COUNTER NARRATIVE: A loose coalition of Pro-Israel conservatives, media figures & Blairite labourites are attempting to smear Corbyn using a tried and tested technique.

Fact-checking Newsnight:

...Second, the frequency with which new cases of antisemitism have been uncovered in recent weeks more plausibly reflects, not rising antisemitism within the Labour Party, but a—to use Rabbi Neuberger’s word—‘concerted’ effort to uncover and publicise such evidence. As Lord Levy observed on the same programme, Labour is ‘coming very much under the microscope at the moment’; a high-powered microscope at that, able to detect isolated tweets by low-level party members published as far back as 2011. Is it really cause for wonder that, when examined through a microscope, one discovers cases of antisemitism that were previously overlooked?
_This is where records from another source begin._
//! Cross-region copy with bounded completion polling

use super::tiers::Attempt;
use super::ImageResolver;
use crate::error::ProviderError;
use crate::models::{ImageInfo, ImageState};
use std::time::Duration;
use tokio::time::Instant;
use tracing::debug;

/// How long to wait for a copied image to become available
#[derive(Debug, Clone)]
pub struct CopyPolicy {
    /// Delay between completion checks (default: 15 seconds)
    pub poll_interval: Duration,
    /// Completion checks before giving up (default: 40)
    pub max_attempts: u32,
}

impl Default for CopyPolicy {
    fn default() -> Self {
        Self {
            poll_interval: Duration::from_secs(15),
            max_attempts: 40,
        }
    }
}

impl CopyPolicy {
    /// Longest the policy alone allows a copy to take
    pub fn max_wait(&self) -> Duration {
        self.poll_interval * self.max_attempts
    }
}

impl ImageResolver {
    /// Copy `image` into `target` and wait until it is available.
    ///
    /// The wait ends at the first of: available, a terminal state, the
    /// policy's attempt limit, or the resolution deadline.
    pub(crate) async fn copy_and_wait(
        &self,
        attempt: &Attempt<'_>,
        image: &ImageInfo,
        source_region: &str,
        target_region: &str,
    ) -> Result<ImageInfo, ProviderError> {
        let mut copied = self
            .call_provider(
                attempt,
                "copy_image",
                self.provider
                    .copy_image(&image.image_id, source_region, target_region),
            )
            .await?;

        let policy = &self.config.copy_policy;
        let mut polls = 0u32;

        while copied.state != ImageState::Available {
            if !copied.state.is_usable() {
                return Err(ProviderError::CopyFailed(format!(
                    "copy {} entered state {:?}",
                    copied.image_id, copied.state
                )));
            }
            if polls >= policy.max_attempts {
                return Err(ProviderError::Timeout(policy.max_wait()));
            }
            if Instant::now() + policy.poll_interval > attempt.deadline {
                return Err(ProviderError::Timeout(policy.poll_interval * polls));
            }

            tokio::time::sleep(policy.poll_interval).await;
            polls += 1;

            copied = self
                .call_provider(
                    attempt,
                    "describe_image",
                    self.provider.describe_image(&copied.image_id, target_region),
                )
                .await?;
            debug!(image_id = %copied.image_id, state = ?copied.state, polls = polls, "Polled image copy");
        }

        copied.region = target_region.to_string();
        copied.source_region = Some(source_region.to_string());
        self.cache.put(&copied.image_id, target_region, &copied);
        Ok(copied)
    }
}

#[cfg(test)]
mod tests {
    use super::*;

    #[test]
    fn test_default_policy() {
        let policy = CopyPolicy::default();
        assert_eq!(policy.poll_interval, Duration::from_secs(15));
        assert_eq!(policy.max_wait(), Duration::from_secs(600));
    }
}
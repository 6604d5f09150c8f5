//! Cost comparison command

use anyhow::Result;
use colored::Colorize;
use tabled::Tabled;

use crate::client::ApiClient;
use crate::output::{
    color_status, format_currency, format_duration, print_heading, print_json, print_rows,
    OutputFormat,
};

/// Row for the per-path cost table
#[derive(Tabled)]
struct CostRow {
    #[tabled(rename = "Path")]
    path: &'static str,
    #[tabled(rename = "Launch")]
    launch: String,
    #[tabled(rename = "Setup")]
    setup: String,
    #[tabled(rename = "Storage")]
    storage: String,
}

/// Compare image and script provisioning costs for a template
pub async fn show_costs(
    client: &ApiClient,
    template: &str,
    region: Option<&str>,
    format: OutputFormat,
) -> Result<()> {
    let analysis = client.costs(template, region).await?;

    if format == OutputFormat::Json {
        return print_json(&analysis);
    }

    print_heading("Cost Analysis");
    println!("Template:               {}", analysis.template_name.cyan());
    println!("Region:                 {}", analysis.region);
    println!();

    print_rows(vec![
        CostRow {
            path: "image",
            launch: format_currency(analysis.ami_launch_cost),
            setup: format_currency(analysis.ami_setup_cost),
            storage: format_currency(analysis.ami_storage_cost),
        },
        CostRow {
            path: "script",
            launch: format_currency(analysis.script_launch_cost),
            setup: format_currency(analysis.script_setup_cost),
            storage: "-".to_string(),
        },
    ]);
    println!();

    println!(
        "Script setup time:      {}",
        format_duration(analysis.script_setup_time)
    );
    println!(
        "Time saved by image:    {}",
        format_duration(analysis.time_savings).green()
    );
    println!(
        "Savings over 1h / 8h:   {} / {}",
        format_currency(analysis.cost_savings_1h),
        format_currency(analysis.cost_savings_8h)
    );
    if analysis.break_even_point > 0.0 {
        println!("Break-even:             {:.1}h", analysis.break_even_point);
    }
    println!();

    println!(
        "{} {}",
        "Recommendation:".bold(),
        color_status(&analysis.recommendation).bold()
    );
    println!("{}", analysis.reasoning.dimmed());

    Ok(())
}
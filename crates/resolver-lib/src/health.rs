//! Resolver health
//!
//! Each daemon component (template catalog, image provider, cache,
//! discovery) keeps a status. `/healthz` reports the worst of them and
//! `/readyz` additionally requires that startup has finished. The cache and
//! catalog are judged from their own numbers rather than set by hand.

use crate::cache::CacheStats;
use chrono::{DateTime, Utc};
use serde::{Deserialize, Serialize};
use std::collections::BTreeMap;
use std::sync::Arc;
use tokio::sync::RwLock;

/// Hit ratio below which a well-used cache is reported degraded
const LOW_HIT_RATIO: f64 = 0.1;
/// Lookups needed before the hit ratio is meaningful
const MIN_LOOKUPS_FOR_RATIO: u64 = 100;

/// Ordered from best to worst, so the overall status is the maximum
#[derive(Debug, Clone, Copy, PartialEq, Eq, PartialOrd, Ord, Serialize, Deserialize)]
#[serde(rename_all = "lowercase")]
pub enum ComponentStatus {
    Healthy,
    /// Still serving, e.g. every resolution falls back to scripts
    Degraded,
    Unhealthy,
}

impl ComponentStatus {
    pub fn is_operational(&self) -> bool {
        *self != ComponentStatus::Unhealthy
    }
}

#[derive(Debug, Clone, Serialize, Deserialize)]
pub struct ComponentHealth {
    pub status: ComponentStatus,
    #[serde(skip_serializing_if = "Option::is_none")]
    pub message: Option<String>,
    pub checked_at: DateTime<Utc>,
}

impl ComponentHealth {
    fn new(status: ComponentStatus, message: Option<String>) -> Self {
        Self {
            status,
            message,
            checked_at: Utc::now(),
        }
    }

    pub fn healthy() -> Self {
        Self::new(ComponentStatus::Healthy, None)
    }

    pub fn degraded(message: impl Into<String>) -> Self {
        Self::new(ComponentStatus::Degraded, Some(message.into()))
    }

    pub fn unhealthy(message: impl Into<String>) -> Self {
        Self::new(ComponentStatus::Unhealthy, Some(message.into()))
    }

    /// A cache that keeps missing, or is pinned at capacity, is degraded
    pub fn from_cache_stats(stats: &CacheStats) -> Self {
        let lookups = stats.hits + stats.misses;
        if lookups >= MIN_LOOKUPS_FOR_RATIO && stats.hit_ratio < LOW_HIT_RATIO {
            return Self::degraded(format!(
                "cache hit ratio {:.2} over {} lookups",
                stats.hit_ratio, lookups
            ));
        }
        if stats.max_size > 0 && stats.size >= stats.max_size {
            return Self::degraded(format!("cache full at {} entries", stats.size));
        }
        Self::healthy()
    }

    /// An empty catalog can only answer "unknown template"
    pub fn from_catalog_size(templates: usize) -> Self {
        if templates == 0 {
            Self::degraded("no workload templates loaded")
        } else {
            Self::healthy()
        }
    }
}

/// Body of `/healthz`
#[derive(Debug, Clone, Serialize, Deserialize)]
pub struct HealthResponse {
    pub status: ComponentStatus,
    pub components: BTreeMap<String, ComponentHealth>,
}

impl HealthResponse {
    pub fn summarize(components: BTreeMap<String, ComponentHealth>) -> Self {
        let status = components
            .values()
            .map(|health| health.status)
            .max()
            .unwrap_or(ComponentStatus::Healthy);
        Self { status, components }
    }

    /// `name: message` for every unhealthy component
    fn unhealthy_reasons(&self) -> Vec<String> {
        self.components
            .iter()
            .filter(|(_, health)| health.status == ComponentStatus::Unhealthy)
            .map(|(name, health)| match &health.message {
                Some(message) => format!("{}: {}", name, message),
                None => name.clone(),
            })
            .collect()
    }
}

/// Body of `/readyz`
#[derive(Debug, Clone, Serialize, Deserialize)]
pub struct ReadinessResponse {
    pub ready: bool,
    #[serde(skip_serializing_if = "Option::is_none")]
    pub reason: Option<String>,
}

pub mod components {
    pub const CATALOG: &str = "template_catalog";
    pub const PROVIDER: &str = "image_provider";
    pub const CACHE: &str = "image_cache";
    pub const DISCOVERY: &str = "discovery";
}

#[derive(Debug, Default)]
struct RegistryState {
    components: BTreeMap<String, ComponentHealth>,
    started: bool,
}

/// Shared, cloneable view of component health
#[derive(Debug, Clone, Default)]
pub struct HealthRegistry {
    state: Arc<RwLock<RegistryState>>,
}

impl HealthRegistry {
    pub fn new() -> Self {
        Self::default()
    }

    /// Track `name`, starting healthy
    pub async fn register(&self, name: &str) {
        self.update(name, ComponentHealth::healthy()).await;
    }

    pub async fn update(&self, name: &str, health: ComponentHealth) {
        self.state
            .write()
            .await
            .components
            .insert(name.to_string(), health);
    }

    pub async fn set_healthy(&self, name: &str) {
        self.update(name, ComponentHealth::healthy()).await;
    }

    pub async fn set_degraded(&self, name: &str, message: impl Into<String>) {
        self.update(name, ComponentHealth::degraded(message)).await;
    }

    pub async fn set_unhealthy(&self, name: &str, message: impl Into<String>) {
        self.update(name, ComponentHealth::unhealthy(message)).await;
    }

    pub async fn record_cache_stats(&self, stats: &CacheStats) {
        self.update(components::CACHE, ComponentHealth::from_cache_stats(stats))
            .await;
    }

    pub async fn record_catalog_size(&self, templates: usize) {
        self.update(components::CATALOG, ComponentHealth::from_catalog_size(templates))
            .await;
    }

    /// Mark startup finished (or shutdown begun)
    pub async fn set_ready(&self, ready: bool) {
        self.state.write().await.started = ready;
    }

    pub async fn health(&self) -> HealthResponse {
        let components = self.state.read().await.components.clone();
        HealthResponse::summarize(components)
    }

    pub async fn readiness(&self) -> ReadinessResponse {
        let started = self.state.read().await.started;
        if !started {
            return ReadinessResponse {
                ready: false,
                reason: Some("resolver still starting".to_string()),
            };
        }

        let reasons = self.health().await.unhealthy_reasons();
        if reasons.is_empty() {
            ReadinessResponse {
                ready: true,
                reason: None,
            }
        } else {
            ReadinessResponse {
                ready: false,
                reason: Some(reasons.join("; ")),
            }
        }
    }
}
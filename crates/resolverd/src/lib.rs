//! Image resolution daemon
//!
//! Serves the tiered resolver over HTTP together with health, readiness
//! and Prometheus endpoints.

pub mod api;
pub mod config;
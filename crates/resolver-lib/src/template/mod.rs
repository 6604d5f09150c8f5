//! Workload templates and their image configuration
//!
//! Templates are read-only inputs loaded from a catalog. Only the image
//! configuration and package lists matter for resolution; everything else a
//! template may carry is ignored here.

pub mod catalog;
pub mod validator;

pub use catalog::{DirectoryCatalog, InMemoryCatalog, TemplateCatalog};
pub use validator::{TemplateValidationError, TemplateValidator};

use crate::models::Architecture;
use serde::{Deserialize, Serialize};
use std::collections::{BTreeMap, HashMap};
use std::time::Duration;

/// Base time of a script-provisioned launch before any package installs
pub const SCRIPT_BASE_SETUP: Duration = Duration::from_secs(3 * 60);
const SYSTEM_PACKAGE_SETUP: Duration = Duration::from_secs(10);
const CONDA_PACKAGE_SETUP: Duration = Duration::from_secs(20);
const PIP_PACKAGE_SETUP: Duration = Duration::from_secs(5);

/// How a template trades images against script provisioning
#[derive(Debug, Clone, Copy, PartialEq, Eq, Default, Serialize, Deserialize)]
#[serde(rename_all = "snake_case")]
pub enum ResolutionStrategy {
    /// Try an image first, fall back to scripts
    #[default]
    AmiPreferred,
    /// Image only; failing to find one is an error
    AmiRequired,
    /// Scripts first, image only when no package manager is available
    AmiFallback,
}

impl ResolutionStrategy {
    pub fn as_str(&self) -> &'static str {
        match self {
            ResolutionStrategy::AmiPreferred => "ami_preferred",
            ResolutionStrategy::AmiRequired => "ami_required",
            ResolutionStrategy::AmiFallback => "ami_fallback",
        }
    }
}

/// What to do when no local image exists
#[derive(Debug, Clone, Copy, PartialEq, Eq, Serialize, Deserialize)]
#[serde(rename_all = "snake_case")]
pub enum FallbackStrategy {
    ScriptProvisioning,
    Error,
    CrossRegion,
}

/// Dynamic image search parameters
#[derive(Debug, Clone, Default, PartialEq, Serialize, Deserialize)]
pub struct ImageSearch {
    #[serde(default)]
    pub owner: String,
    /// Glob-style name pattern, e.g. `wsi-python-ml-*`
    #[serde(default)]
    pub name_pattern: String,
    #[serde(default, skip_serializing_if = "Option::is_none")]
    pub version_tag: Option<String>,
    #[serde(default, skip_serializing_if = "Vec::is_empty")]
    pub architectures: Vec<String>,
    /// `YYYY-MM-DD`
    #[serde(default, skip_serializing_if = "Option::is_none")]
    pub min_creation_date: Option<String>,
    #[serde(default, skip_serializing_if = "HashMap::is_empty")]
    pub required_tags: HashMap<String, String>,
}

/// Marketplace search parameters
#[derive(Debug, Clone, Default, PartialEq, Serialize, Deserialize)]
pub struct MarketplaceSearch {
    #[serde(default)]
    pub product_code: String,
    /// Semver with optional operator, e.g. `>=2.0.0`
    #[serde(default, skip_serializing_if = "Option::is_none")]
    pub version_constraint: Option<String>,
    #[serde(default, skip_serializing_if = "Option::is_none")]
    pub publisher: Option<String>,
}

/// Image resolution configuration of a template
#[derive(Debug, Clone, Default, PartialEq, Serialize, Deserialize)]
pub struct ImageConfig {
    #[serde(default, skip_serializing_if = "Option::is_none")]
    pub strategy: Option<ResolutionStrategy>,

    /// region -> image id
    #[serde(default, skip_serializing_if = "BTreeMap::is_empty")]
    pub image_mappings: BTreeMap<String, String>,

    /// Legacy table: region -> architecture -> image id
    #[serde(default, skip_serializing_if = "BTreeMap::is_empty")]
    pub images: BTreeMap<String, BTreeMap<String, String>>,

    #[serde(default, skip_serializing_if = "Option::is_none")]
    pub image_search: Option<ImageSearch>,

    #[serde(default, skip_serializing_if = "Option::is_none")]
    pub marketplace_search: Option<MarketplaceSearch>,

    #[serde(default, skip_serializing_if = "Option::is_none")]
    pub fallback_strategy: Option<FallbackStrategy>,

    /// Upper bound for a whole resolution, e.g. `10m`
    #[serde(default, skip_serializing_if = "Option::is_none")]
    pub fallback_timeout: Option<String>,

    #[serde(default, skip_serializing_if = "Option::is_none")]
    pub preferred_architecture: Option<Architecture>,

    #[serde(default, skip_serializing_if = "Option::is_none")]
    pub ssh_user: Option<String>,
}

impl ImageConfig {
    pub fn strategy(&self) -> ResolutionStrategy {
        self.strategy.unwrap_or_default()
    }

    pub fn preferred_architecture(&self) -> Architecture {
        self.preferred_architecture.unwrap_or_default()
    }

    /// True if any tier has something to work with
    pub fn has_resolution_method(&self) -> bool {
        !self.image_mappings.is_empty()
            || !self.images.is_empty()
            || self.image_search.is_some()
            || self.marketplace_search.is_some()
    }

    /// Empty or `cross_region` allows the cross-region tier
    pub fn allows_cross_region(&self) -> bool {
        matches!(self.fallback_strategy, None | Some(FallbackStrategy::CrossRegion))
    }

    /// Parsed `fallback_timeout`; `None` when unset or malformed
    pub fn fallback_timeout(&self) -> Option<Duration> {
        self.fallback_timeout.as_deref().and_then(parse_duration)
    }
}

/// Package lists installed by script provisioning
#[derive(Debug, Clone, Default, PartialEq, Serialize, Deserialize)]
pub struct Packages {
    #[serde(default, skip_serializing_if = "Vec::is_empty")]
    pub system: Vec<String>,
    #[serde(default, skip_serializing_if = "Vec::is_empty")]
    pub conda: Vec<String>,
    #[serde(default, skip_serializing_if = "Vec::is_empty")]
    pub pip: Vec<String>,
}

/// A workload template as supplied by the catalog
#[derive(Debug, Clone, Default, PartialEq, Serialize, Deserialize)]
pub struct WorkloadTemplate {
    pub name: String,
    #[serde(default)]
    pub description: String,
    /// apt, dnf, conda, pip, spack or ami
    #[serde(default, skip_serializing_if = "Option::is_none")]
    pub package_manager: Option<String>,
    #[serde(default)]
    pub packages: Packages,
    #[serde(default, skip_serializing_if = "Option::is_none")]
    pub image_config: Option<ImageConfig>,
}

impl WorkloadTemplate {
    pub fn new(name: impl Into<String>) -> Self {
        Self {
            name: name.into(),
            ..Default::default()
        }
    }

    /// Image configuration, if the template declares any resolution intent
    pub fn image_config(&self) -> Option<&ImageConfig> {
        self.image_config
            .as_ref()
            .filter(|config| config.strategy.is_some() || config.has_resolution_method())
    }

    /// A package manager other than `ami` means scripts can provision
    pub fn has_script_package_manager(&self) -> bool {
        matches!(self.package_manager.as_deref(), Some(pm) if !pm.is_empty() && pm != "ami")
    }

    /// Estimated script provisioning time from package counts
    pub fn script_setup_estimate(&self) -> Duration {
        let count = |n: usize| n as u32;
        SCRIPT_BASE_SETUP
            + SYSTEM_PACKAGE_SETUP * count(self.packages.system.len())
            + CONDA_PACKAGE_SETUP * count(self.packages.conda.len())
            + PIP_PACKAGE_SETUP * count(self.packages.pip.len())
    }
}

/// Parse durations such as `30s`, `10m`, `1h` or `1m30s`
pub fn parse_duration(input: &str) -> Option<Duration> {
    let input = input.trim();
    if input.is_empty() {
        return None;
    }

    let mut total = Duration::ZERO;
    let mut rest = input;
    while !rest.is_empty() {
        let digits = rest.find(|c: char| !c.is_ascii_digit()).unwrap_or(rest.len());
        if digits == 0 {
            return None;
        }
        let value: u64 = rest[..digits].parse().ok()?;
        rest = &rest[digits..];

        let unit_len = rest.find(|c: char| c.is_ascii_digit()).unwrap_or(rest.len());
        let unit = match &rest[..unit_len] {
            "ms" => Duration::from_millis(value),
            "s" => Duration::from_secs(value),
            "m" => Duration::from_secs(value.checked_mul(60)?),
            "h" => Duration::from_secs(value.checked_mul(3600)?),
            _ => return None,
        };
        total = total.checked_add(unit)?;
        rest = &rest[unit_len..];
    }
    Some(total)
}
https://jamiesternweiner.wordpress....ng-newsnight-on-labours-antisemitism-problem/

A comprehensive overview of all accusations to date:

A 2015 survey by Pew found that seven percent of the UK public held “unfavorable” views of Jews. By contrast, about a fifth held negative views of Muslims and almost two-fifths viewed Roma people unfavorably.

There’s no evidence to suggest that such views are any more prevalent in the Labour Party – and the tiny number of anti-Semitism complaints suggests they may well be less so in a movement many of whose activists have been in the frontline of anti-racist struggles.

The staff member said that in the five or so cases that had come to its attention, the party had taken swift action to expel, or suspend the membership of those alleged to have made anti-Semitic comments.

https://electronicintifada.net/cont...d-uk-labour-partys-anti-semitism-crisis/16481
 

luka

Well-known member
seems pretty obvious that that's what's going on. 2 years old facebook posts suddenly under the spotlight. doesn't take a genius to work it out.
 

Mr. Tea

Let's Talk About Ceps
:slanted: Once again, what the image is saying is that, in principle that it makes more sense or Israel to be located in the US.

In principle, it makes more sense for people not to order their lives around some old stories about a man who thought an imaginary entity spoke to him and gave him a bunch of instructions, so why do Muslims insist on doing just this?

Note I'm being not Islamophobic, because I haven't said "Muslims are bad people" - I'm just objectively and logically saying what would make more sense. If you take offence at that, it must be because you're intentionally seeing offence where there is none.